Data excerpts

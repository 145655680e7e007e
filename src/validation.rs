//! Input validation for scheduling requests.
//!
//! Checks structural integrity of students, tuitions, activities, and
//! configuration before any domain is generated. Detects:
//! - Duplicate student IDs and activity labels
//! - Tuitions without students
//! - Tuitions referencing unknown students
//! - Non-positive durations, and lengths or offsets beyond one week
//! - Negative tolerances and zero search budgets
//!
//! All problems are collected; validation never stops at the first one.

use std::collections::HashSet;

use crate::availability::WEEK_MINUTES;
use crate::config::SchedulerConfig;
use crate::scheduler::ScheduleRequest;

/// Validation result.
pub type ValidationResult = Result<(), Vec<ValidationError>>;

/// A validation error.
#[derive(Debug, Clone, PartialEq)]
pub struct ValidationError {
    /// Error category.
    pub kind: ValidationErrorKind,
    /// Human-readable description.
    pub message: String,
}

/// Categories of validation errors.
#[derive(Debug, Clone, PartialEq, Eq)]
pub enum ValidationErrorKind {
    /// Two students share an ID, or two activities share a label.
    DuplicateId,
    /// A tuition has no participating students.
    EmptyTuition,
    /// A tuition references a student that doesn't exist.
    UnknownStudent,
    /// A session or configured length is zero or negative.
    NonPositiveDuration,
    /// A session length, offset, or tolerance exceeds one week.
    DurationOutOfRange,
    /// A nested-session tolerance is negative.
    NegativeTolerance,
    /// A search budget of zero.
    InvalidBudget,
}

impl ValidationError {
    pub(crate) fn new(kind: ValidationErrorKind, message: impl Into<String>) -> Self {
        Self {
            kind,
            message: message.into(),
        }
    }
}

impl std::fmt::Display for ValidationError {
    fn fmt(&self, f: &mut std::fmt::Formatter<'_>) -> std::fmt::Result {
        f.write_str(&self.message)
    }
}

/// Validates a scheduling request.
///
/// Checks:
/// 1. No duplicate student IDs or activity labels
/// 2. Every tuition has at least one student
/// 3. Every tuition student ID refers to a listed student
/// 4. Explicit tuition and activity durations are positive and at most
///    one week
/// 5. Configuration values are in range
///
/// # Returns
/// `Ok(())` if all checks pass, `Err(errors)` with all detected issues.
pub fn validate_request(request: &ScheduleRequest) -> ValidationResult {
    let mut errors = Vec::new();

    let mut student_ids = HashSet::new();
    for s in &request.students {
        if !student_ids.insert(s.id.as_str()) {
            errors.push(ValidationError::new(
                ValidationErrorKind::DuplicateId,
                format!("Duplicate student ID: {}", s.id),
            ));
        }
    }

    for t in &request.tuitions {
        if t.students.is_empty() {
            errors.push(ValidationError::new(
                ValidationErrorKind::EmptyTuition,
                format!("Tuition '{}' has no students", t.name()),
            ));
        }

        for id in &t.students {
            if !student_ids.contains(id.as_str()) {
                errors.push(ValidationError::new(
                    ValidationErrorKind::UnknownStudent,
                    format!("Tuition '{}' references unknown student '{}'", t.name(), id),
                ));
            }
        }

        if let Some(d) = t.duration {
            errors.extend(check_length(
                &format!("Tuition '{}'", t.name()),
                d.num_minutes(),
            ));
        }
    }

    let mut labels = HashSet::new();
    for a in &request.activities {
        if !labels.insert(a.descriptor.label.as_str()) {
            errors.push(ValidationError::new(
                ValidationErrorKind::DuplicateId,
                format!("Duplicate activity label: {}", a.descriptor.label),
            ));
        }
        errors.extend(check_length(
            &format!("Activity '{}'", a.descriptor.label),
            a.descriptor.duration.num_minutes(),
        ));
    }

    errors.extend(validate_config(&request.config));

    if errors.is_empty() {
        Ok(())
    } else {
        Err(errors)
    }
}

fn beyond_week(minutes: i64) -> bool {
    minutes.unsigned_abs() > WEEK_MINUTES as u64
}

/// A length must lie in `1..=WEEK_MINUTES`.
fn check_length(what: &str, minutes: i64) -> Option<ValidationError> {
    if minutes <= 0 {
        Some(ValidationError::new(
            ValidationErrorKind::NonPositiveDuration,
            format!("{what} has non-positive duration: {minutes} min"),
        ))
    } else if beyond_week(minutes) {
        Some(ValidationError::new(
            ValidationErrorKind::DurationOutOfRange,
            format!("{what} is longer than a week: {minutes} min"),
        ))
    } else {
        None
    }
}

fn validate_config(config: &SchedulerConfig) -> Vec<ValidationError> {
    let mut errors = Vec::new();

    errors.extend(check_length(
        "Default tuition length",
        config.default_tuition_minutes,
    ));
    errors.extend(check_length("Prayer length", config.prayer.duration_minutes));

    let offsets = [
        ("readiness margin", config.prayer.readiness_margin_minutes),
        ("Fajr congregation offset", config.prayer.congregation.fajr),
        ("Dhuhr congregation offset", config.prayer.congregation.dhuhr),
        ("Asr congregation offset", config.prayer.congregation.asr),
        ("Maghrib congregation offset", config.prayer.congregation.maghrib),
        ("Isha congregation offset", config.prayer.congregation.isha),
    ];
    for (what, minutes) in offsets {
        if beyond_week(minutes) {
            errors.push(ValidationError::new(
                ValidationErrorKind::DurationOutOfRange,
                format!("Prayer {what} exceeds a week: {minutes} min"),
            ));
        }
    }

    let tolerances = [
        ("prayer", config.tolerance.prayer),
        ("tuition", config.tolerance.tuition),
        ("activity", config.tolerance.activity),
    ];
    for (kind, minutes) in tolerances {
        if minutes < 0 {
            errors.push(ValidationError::new(
                ValidationErrorKind::NegativeTolerance,
                format!("Negative {kind} tolerance: {minutes} min"),
            ));
        } else if beyond_week(minutes) {
            errors.push(ValidationError::new(
                ValidationErrorKind::DurationOutOfRange,
                format!("{kind} tolerance exceeds a week: {minutes} min"),
            ));
        }
    }

    if config.max_search_steps == Some(0) {
        errors.push(ValidationError::new(
            ValidationErrorKind::InvalidBudget,
            "Search step budget must be at least 1",
        ));
    }
    if config.time_budget_ms == Some(0) {
        errors.push(ValidationError::new(
            ValidationErrorKind::InvalidBudget,
            "Search time budget must be at least 1 ms",
        ));
    }

    errors
}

> EXERCISE OBJECTIVE:
Given the word "tolerances", show every line of the records that contains it.

> ANSWER TO THIS PROBLEM:
//! - Negative tolerances and zero search budgets
    let tolerances = [
    for (kind, minutes) in tolerances {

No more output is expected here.